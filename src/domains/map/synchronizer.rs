//! Owns one map session and keeps the rendered layers in step with it.
//!
//! The synchronizer runs as a single task. Host commands and dispatcher
//! results are both folded into [`MapState`] on that task, and it is the only
//! place that writes to the renderer, so layer updates never interleave.

use super::events::MapEvent;
use super::ports::{MapLayer, MapRenderer};
use super::state::{
    waypoints_from_collection, waypoints_to_collection, FailurePolicy, MapState, ResultDisposition,
};
use crate::common::{AggregateRoot, DomainResult};
use crate::domains::geometry::{features, Projection};
use crate::domains::logger::DynLogger;
use crate::domains::path_planning::{
    ComputationDispatcher, PathEngine, PathResult, RequestId, RoutingParams,
};
use geojson::FeatureCollection;
use serde::{Deserialize, Serialize};
use std::panic::{catch_unwind, AssertUnwindSafe};
use std::sync::Arc;
use tokio::sync::{broadcast, mpsc, oneshot};

pub const EVENT_CHANNEL_CAPACITY: usize = 256;

#[derive(Debug, Clone, Copy, PartialEq, Serialize, Deserialize)]
pub struct SynchronizerSettings {
    pub params: RoutingParams,
    pub failure_policy: FailurePolicy,
}

impl Default for SynchronizerSettings {
    fn default() -> Self {
        Self {
            params: RoutingParams::default(),
            failure_policy: FailurePolicy::default(),
        }
    }
}

/// Requests the host sends to a running synchronizer.
pub enum MapCommand {
    SetObstacles {
        obstacles: FeatureCollection,
        reply: oneshot::Sender<DomainResult<Option<RequestId>>>,
    },
    ModifyWaypoints {
        waypoints: FeatureCollection,
        reply: oneshot::Sender<DomainResult<Option<RequestId>>>,
    },
    PlaceWaypoints {
        waypoints: Option<FeatureCollection>,
        reply: oneshot::Sender<DomainResult<()>>,
    },
    DrawLayer {
        layer: MapLayer,
        features: Option<FeatureCollection>,
    },
    GetWayPoints {
        reply: oneshot::Sender<FeatureCollection>,
    },
    FitMap {
        padding: [f64; 4],
        reply: oneshot::Sender<bool>,
    },
    Snapshot {
        reply: oneshot::Sender<MapState>,
    },
    Shutdown,
}

pub struct MapSynchronizer {
    state: MapState,
    engine: Arc<dyn PathEngine>,
    dispatcher: ComputationDispatcher,
    renderer: Box<dyn MapRenderer>,
    projection: Arc<dyn Projection>,
    settings: SynchronizerSettings,
    logger: DynLogger,
    events: broadcast::Sender<MapEvent>,
}

impl MapSynchronizer {
    pub fn new(
        state: MapState,
        engine: Arc<dyn PathEngine>,
        dispatcher: ComputationDispatcher,
        renderer: Box<dyn MapRenderer>,
        projection: Arc<dyn Projection>,
        settings: SynchronizerSettings,
        logger: DynLogger,
    ) -> Self {
        let (events, _) = broadcast::channel(EVENT_CHANNEL_CAPACITY);
        Self {
            state,
            engine,
            dispatcher,
            renderer,
            projection,
            settings,
            logger,
            events,
        }
    }

    pub fn state(&self) -> &MapState {
        &self.state
    }

    pub fn settings(&self) -> &SynchronizerSettings {
        &self.settings
    }

    /// Sender side of the event stream; call `subscribe()` on it for a receiver.
    pub fn events(&self) -> broadcast::Sender<MapEvent> {
        self.events.clone()
    }

    pub fn subscribe(&self) -> broadcast::Receiver<MapEvent> {
        self.events.subscribe()
    }

    /// The operator finished editing waypoints: store them and route again.
    pub fn handle_waypoints_changed(
        &mut self,
        waypoints: &FeatureCollection,
    ) -> DomainResult<Option<RequestId>> {
        let waypoints = waypoints_from_collection(waypoints)?;
        self.state.modify_waypoints(waypoints)?;
        self.render(MapLayer::WayPoints, &waypoints_to_collection(&self.state.waypoints));
        let request_id = self.reroute()?;
        self.publish();
        Ok(request_id)
    }

    /// Draw waypoints without routing between them.
    pub fn place_waypoints(&mut self, waypoints: Option<&FeatureCollection>) -> DomainResult<()> {
        let waypoints = match waypoints {
            Some(fc) => waypoints_from_collection(fc)?,
            None => Vec::new(),
        };
        self.state.place_waypoints(waypoints)?;
        self.render(MapLayer::WayPoints, &waypoints_to_collection(&self.state.waypoints));
        self.publish();
        Ok(())
    }

    /// Replace the obstacles, redraw them with their buffered outline and
    /// route again when there is something to route between.
    pub fn handle_obstacles_changed(
        &mut self,
        obstacles: &FeatureCollection,
    ) -> DomainResult<Option<RequestId>> {
        let obstacles = features::obstacles_from_collection(obstacles)?;
        let buffer = self.settings.params.buffer;
        let engine = Arc::clone(&self.engine);
        let stops = self.state.waypoint_points();
        let preprocessed = match catch_unwind(AssertUnwindSafe(|| {
            engine.preprocess(&obstacles, buffer, &stops)
        })) {
            Ok(Ok(polygons)) => polygons,
            Ok(Err(e)) => {
                self.logger
                    .warn(&format!("could not buffer obstacles, drawing them as-is: {}", e));
                obstacles.polygons().cloned().collect()
            }
            Err(_) => {
                tracing::error!("obstacle buffering panicked");
                self.logger
                    .warn("could not buffer obstacles, drawing them as-is: internal error");
                obstacles.polygons().cloned().collect()
            }
        };

        self.state.update_obstacles(obstacles, preprocessed)?;
        self.render(
            MapLayer::Obstacles,
            &features::obstacles_to_collection(&self.state.obstacles),
        );
        self.render(
            MapLayer::Preprocessed,
            &features::polygons_to_collection(&self.state.preprocessed),
        );

        let request_id = if self.state.waypoints.len() >= 2 {
            self.reroute()?
        } else {
            None
        };
        self.publish();
        Ok(request_id)
    }

    /// Layers the host draws directly. They never influence routing.
    pub fn draw_layer(&mut self, layer: MapLayer, fc: Option<FeatureCollection>) {
        match layer {
            MapLayer::Postprocessed => self.state.postprocessed = fc.clone(),
            MapLayer::Intersections => self.state.intersections = fc.clone(),
            _ => {}
        }
        let fc = fc.unwrap_or_else(|| features::collection(Vec::new()));
        self.render(layer, &fc);
    }

    pub fn handle_result(&mut self, result: PathResult) -> DomainResult<ResultDisposition> {
        let request_id = result.request_id;
        let disposition = self
            .state
            .accept_result(&result, self.settings.failure_policy)?;
        match &disposition {
            ResultDisposition::Applied => {
                if let Some(path) = &self.state.displayed_path {
                    let fc = features::collection(vec![features::line_to_feature(path)]);
                    self.render(MapLayer::Path, &fc);
                }
                tracing::debug!(request_id, "path layer updated");
            }
            ResultDisposition::Failed {
                reason,
                path_cleared,
            } => {
                if *path_cleared {
                    self.render(MapLayer::Path, &features::collection(Vec::new()));
                }
                self.logger
                    .warn(&format!("route {} failed: {}", request_id, reason));
            }
            ResultDisposition::Stale => {
                tracing::debug!(
                    request_id,
                    latest = self.state.latest_request_id,
                    "ignoring result for superseded request"
                );
            }
            ResultDisposition::Ignored => {}
        }
        self.publish();
        Ok(disposition)
    }

    /// Current waypoints as a geodetic feature collection.
    pub fn get_way_points(&self) -> FeatureCollection {
        waypoints_to_collection(&self.state.waypoints)
    }

    /// Fit the view to the obstacle layer. Returns `false` when there is nothing to fit.
    pub fn fit_map(&mut self, padding: [f64; 4]) -> bool {
        let obstacles = features::to_display_collection(
            &features::obstacles_to_collection(&self.state.obstacles),
            self.projection.as_ref(),
        );
        match features::collection_extent(&obstacles) {
            Some(extent) => {
                self.renderer.fit_view(extent, padding);
                true
            }
            None => false,
        }
    }

    fn reroute(&mut self) -> DomainResult<Option<RequestId>> {
        match self.state.request_route(self.settings.params)? {
            Some(request) => {
                let request_id = request.id;
                self.dispatcher.submit(request);
                Ok(Some(request_id))
            }
            None => {
                self.render(MapLayer::Path, &features::collection(Vec::new()));
                Ok(None)
            }
        }
    }

    fn render(&mut self, layer: MapLayer, fc: &FeatureCollection) {
        let display = features::to_display_collection(fc, self.projection.as_ref());
        self.renderer.set_layer_features(layer, display);
    }

    fn publish(&mut self) {
        for event in self.state.take_uncommitted_events() {
            // No subscribers is fine.
            let _ = self.events.send(event);
        }
    }

    /// Returns `false` once the session should stop.
    pub fn handle_command(&mut self, command: MapCommand) -> bool {
        match command {
            MapCommand::SetObstacles { obstacles, reply } => {
                let result = self.handle_obstacles_changed(&obstacles);
                if let Err(e) = &result {
                    tracing::error!("Failed to update obstacles: {}", e);
                }
                let _ = reply.send(result);
            }
            MapCommand::ModifyWaypoints { waypoints, reply } => {
                let result = self.handle_waypoints_changed(&waypoints);
                if let Err(e) = &result {
                    tracing::error!("Failed to apply waypoint edit: {}", e);
                }
                let _ = reply.send(result);
            }
            MapCommand::PlaceWaypoints { waypoints, reply } => {
                let _ = reply.send(self.place_waypoints(waypoints.as_ref()));
            }
            MapCommand::DrawLayer { layer, features } => self.draw_layer(layer, features),
            MapCommand::GetWayPoints { reply } => {
                let _ = reply.send(self.get_way_points());
            }
            MapCommand::FitMap { padding, reply } => {
                let _ = reply.send(self.fit_map(padding));
            }
            MapCommand::Snapshot { reply } => {
                let _ = reply.send(self.state.clone());
            }
            MapCommand::Shutdown => return false,
        }
        true
    }

    pub async fn run(
        mut self,
        mut commands: mpsc::Receiver<MapCommand>,
        mut results: mpsc::UnboundedReceiver<PathResult>,
    ) {
        tracing::info!(session = %self.state.id, "map session started");
        loop {
            tokio::select! {
                command = commands.recv() => match command {
                    Some(command) => {
                        if !self.handle_command(command) {
                            break;
                        }
                    }
                    None => break,
                },
                Some(result) = results.recv() => {
                    if let Err(e) = self.handle_result(result) {
                        tracing::error!("Failed to apply path result: {}", e);
                    }
                }
            }
        }
        tracing::info!(session = %self.state.id, version = self.state.version(), "map session stopped");
    }
}
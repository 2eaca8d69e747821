pub mod buffered_logger;
pub mod console_logger;
pub mod file_logger;
pub mod geojson_renderer;
pub mod map_data;
pub mod multi_logger;
pub mod noop_logger;
pub mod recording_renderer;

pub use buffered_logger::*;
pub use console_logger::*;
pub use file_logger::*;
pub use geojson_renderer::*;
pub use map_data::*;
pub use multi_logger::*;
pub use noop_logger::*;
pub use recording_renderer::*;
pub mod map_service;

pub use map_service::*;
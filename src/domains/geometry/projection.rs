use super::types::{DisplayPoint, Point};
use std::f64::consts::{FRAC_PI_2, FRAC_PI_4};

/// Sphere radius used by EPSG:3857.
pub const WEB_MERCATOR_RADIUS: f64 = 6_378_137.0;
/// Latitude at which Web Mercator becomes square.
pub const WEB_MERCATOR_MAX_LATITUDE: f64 = 85.051_128_779_806_59;

/// Maps between geodetic coordinates and the coordinates the map canvas draws in.
pub trait Projection: Send + Sync {
    fn code(&self) -> &'static str;
    fn to_display(&self, point: Point) -> DisplayPoint;
    fn to_geodetic(&self, point: DisplayPoint) -> Point;

    fn position_to_display(&self, position: [f64; 2]) -> [f64; 2] {
        let p = self.to_display(Point {
            lon: position[0],
            lat: position[1],
        });
        [p.x, p.y]
    }

    fn position_to_geodetic(&self, position: [f64; 2]) -> [f64; 2] {
        let p = self.to_geodetic(DisplayPoint {
            x: position[0],
            y: position[1],
        });
        [p.lon, p.lat]
    }
}

/// Spherical Web Mercator (EPSG:3857), the projection the map canvas renders in.
#[derive(Debug, Clone, Copy, Default)]
pub struct WebMercator;

impl Projection for WebMercator {
    fn code(&self) -> &'static str {
        "EPSG:3857"
    }

    fn to_display(&self, point: Point) -> DisplayPoint {
        let lat = point
            .lat
            .clamp(-WEB_MERCATOR_MAX_LATITUDE, WEB_MERCATOR_MAX_LATITUDE);
        DisplayPoint {
            x: WEB_MERCATOR_RADIUS * point.lon.to_radians(),
            y: WEB_MERCATOR_RADIUS * (FRAC_PI_4 + lat.to_radians() / 2.0).tan().ln(),
        }
    }

    fn to_geodetic(&self, point: DisplayPoint) -> Point {
        Point {
            lon: (point.x / WEB_MERCATOR_RADIUS).to_degrees(),
            lat: (2.0 * (point.y / WEB_MERCATOR_RADIUS).exp().atan() - FRAC_PI_2).to_degrees(),
        }
    }
}

/// Identity projection for hosts that already render in lon/lat.
#[derive(Debug, Clone, Copy, Default)]
pub struct Geodetic;

impl Projection for Geodetic {
    fn code(&self) -> &'static str {
        "EPSG:4326"
    }

    fn to_display(&self, point: Point) -> DisplayPoint {
        DisplayPoint {
            x: point.lon,
            y: point.lat,
        }
    }

    fn to_geodetic(&self, point: DisplayPoint) -> Point {
        Point {
            lon: point.x,
            lat: point.y,
        }
    }
}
# # # #
- **EXERCISE PROMPT**
State the number of lines above that contain "DisplayPoint". Write nothing besides it.

- **RESPONSE AREA**
10